His value companies were always solid, cash-rich companies doing traditional things and if he didn't understand the business, he wouldn't buy.
Then came the dot.com bubble in the lead up to the year 2000.
Robertson couldn't understand many of the new tech and bio-tech growth companies. They didn't produce any profits. But the money just kept pouring into them.
Everything Tiger Management invested in went down and everything they didn't invest in went up. In 1999 Tiger Management fell -18% while the market did + 22%. The tech index did 80%.
Berkshire Hathaway, Buffett's vehicle, another value fund, fell -32% in 1999.
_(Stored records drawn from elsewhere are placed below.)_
//! Scripted backend for unit tests: records every adapter call and lets the
//! test emit backend signals by hand.

use std::sync::Arc;

use parking_lot::Mutex;

use crate::backend::{
    BackendAdapter, BackendDriver, BackendKind, DriverSink, LoadRequest, Probe, SoundSink,
    UpdateMode,
};
use crate::config::ManagerConfig;
use crate::error::{Error, Result};

#[derive(Debug, Clone, PartialEq, Eq)]
pub enum Call {
    Load(String),
    Unload,
    Play,
    Stop,
    Pause,
    Resume,
    Seek(u64),
    Volume(u8),
    Pan(i8),
    Mute(bool),
    Dispose,
}

#[derive(Default)]
struct RecorderState {
    calls: Vec<Call>,
    sink: Option<SoundSink>,
    position_ms: u64,
    pan_unsupported: bool,
}

/// Test-side view of one scripted adapter.
#[derive(Clone, Default)]
pub struct Recorder {
    inner: Arc<Mutex<RecorderState>>,
}

impl Recorder {
    pub fn calls(&self) -> Vec<Call> {
        self.inner.lock().calls.clone()
    }

    pub fn clear(&self) {
        self.inner.lock().calls.clear();
    }

    /// Sink handed over by the latest `load`.
    pub fn sink(&self) -> SoundSink {
        self.inner
            .lock()
            .sink
            .clone()
            .expect("adapter has not been loaded")
    }

    pub fn set_position(&self, ms: u64) {
        self.inner.lock().position_ms = ms;
    }

    pub fn set_pan_unsupported(&self) {
        self.inner.lock().pan_unsupported = true;
    }

    fn record(&self, call: Call) {
        self.inner.lock().calls.push(call);
    }
}

pub struct ScriptedAdapter {
    rec: Recorder,
    disposed: bool,
}

impl ScriptedAdapter {
    pub fn new(rec: Recorder) -> Self {
        Self {
            rec,
            disposed: false,
        }
    }

    fn call(&self, call: Call) -> Result<()> {
        if self.disposed {
            return Err(Error::BackendUnavailable("disposed".into()));
        }
        self.rec.record(call);
        Ok(())
    }
}

impl BackendAdapter for ScriptedAdapter {
    fn load(&mut self, request: &LoadRequest, sink: SoundSink) -> Result<()> {
        self.call(Call::Load(request.url.clone()))?;
        self.rec.inner.lock().sink = Some(sink);
        Ok(())
    }

    fn unload(&mut self) -> Result<()> {
        self.call(Call::Unload)
    }

    fn play(&mut self) -> Result<()> {
        self.call(Call::Play)
    }

    fn stop(&mut self) -> Result<()> {
        self.call(Call::Stop)
    }

    fn pause(&mut self) -> Result<()> {
        self.call(Call::Pause)
    }

    fn resume(&mut self) -> Result<()> {
        self.call(Call::Resume)
    }

    fn seek(&mut self, position_ms: u64) -> Result<()> {
        self.call(Call::Seek(position_ms))
    }

    fn set_volume(&mut self, volume: u8) -> Result<()> {
        self.call(Call::Volume(volume))
    }

    fn set_pan(&mut self, pan: i8) -> Result<()> {
        if self.rec.inner.lock().pan_unsupported {
            return Err(Error::Unsupported("pan"));
        }
        self.call(Call::Pan(pan))
    }

    fn set_mute(&mut self, muted: bool) -> Result<()> {
        self.call(Call::Mute(muted))
    }

    fn position_ms(&self) -> Result<u64> {
        Ok(self.rec.inner.lock().position_ms)
    }

    fn duration_ms(&self) -> Result<Option<u64>> {
        Ok(None)
    }

    fn dispose(&mut self) {
        if !self.disposed {
            self.rec.record(Call::Dispose);
            self.disposed = true;
        }
    }
}

#[derive(Default)]
struct ScriptState {
    adapters: Vec<Recorder>,
    sink: Option<DriverSink>,
    probes: usize,
    shutdowns: usize,
}

/// Test-side view of a scripted driver.
#[derive(Clone, Default)]
pub struct DriverScript {
    inner: Arc<Mutex<ScriptState>>,
}

impl DriverScript {
    /// Recorder of the `index`-th adapter created.
    pub fn adapter(&self, index: usize) -> Recorder {
        self.inner.lock().adapters[index].clone()
    }

    pub fn adapter_count(&self) -> usize {
        self.inner.lock().adapters.len()
    }

    /// Settle a pending probe.
    pub fn complete_probe(&self, ok: bool) {
        let sink = self.inner.lock().sink.clone().expect("no pending probe");
        if ok {
            sink.ready();
        } else {
            sink.failed("scripted failure");
        }
    }

    pub fn probes(&self) -> usize {
        self.inner.lock().probes
    }

    pub fn shutdowns(&self) -> usize {
        self.inner.lock().shutdowns
    }
}

pub struct ScriptedDriver {
    kind: BackendKind,
    update_mode: UpdateMode,
    probe: Probe,
    script: DriverScript,
}

impl ScriptedDriver {
    pub fn new(kind: BackendKind, probe: Probe) -> (Self, DriverScript) {
        let script = DriverScript::default();
        let driver = Self {
            kind,
            update_mode: UpdateMode::Pushed,
            probe,
            script: script.clone(),
        };
        (driver, script)
    }

    pub fn polled(mut self) -> Self {
        self.update_mode = UpdateMode::Polled;
        self
    }
}

impl BackendDriver for ScriptedDriver {
    fn kind(&self) -> BackendKind {
        self.kind
    }

    fn update_mode(&self) -> UpdateMode {
        self.update_mode
    }

    fn probe(&mut self, _config: &ManagerConfig, sink: DriverSink) -> Probe {
        let mut state = self.script.inner.lock();
        state.probes += 1;
        state.sink = Some(sink);
        self.probe.clone()
    }

    fn create_adapter(&mut self) -> Result<Box<dyn BackendAdapter>> {
        let rec = Recorder::default();
        self.script.inner.lock().adapters.push(rec.clone());
        Ok(Box::new(ScriptedAdapter::new(rec)))
    }

    fn shutdown(&mut self) {
        self.script.inner.lock().shutdowns += 1;
    }
}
Value investing was out of vogue.
The fund's investors wanted their money out. Despite Tiger Management making them an average of 31.7% per annum compound over the previous 20 years they had lost faith in value investing. The Tiger fund had to close paying out their remaining investors.
Robertson believed that value investing would come back but his investors couldn't wait.
That was March 2000.
In a matter of a few months the tech bubble burst. Value out-performed growth companies by over 35% in 2001 and by 25% in 2002. Value out-performed growth companies for six of the next seven years in the US share market.
Closer to home we have had another tech-led advance in share markets with large growth companies, predominantly tech companies, out-performing value companies for five of the past six years.
Being out-of-favour is not such a nice place to be but value will come back. Like Sir Julian Robertson in 2000, we don't know when.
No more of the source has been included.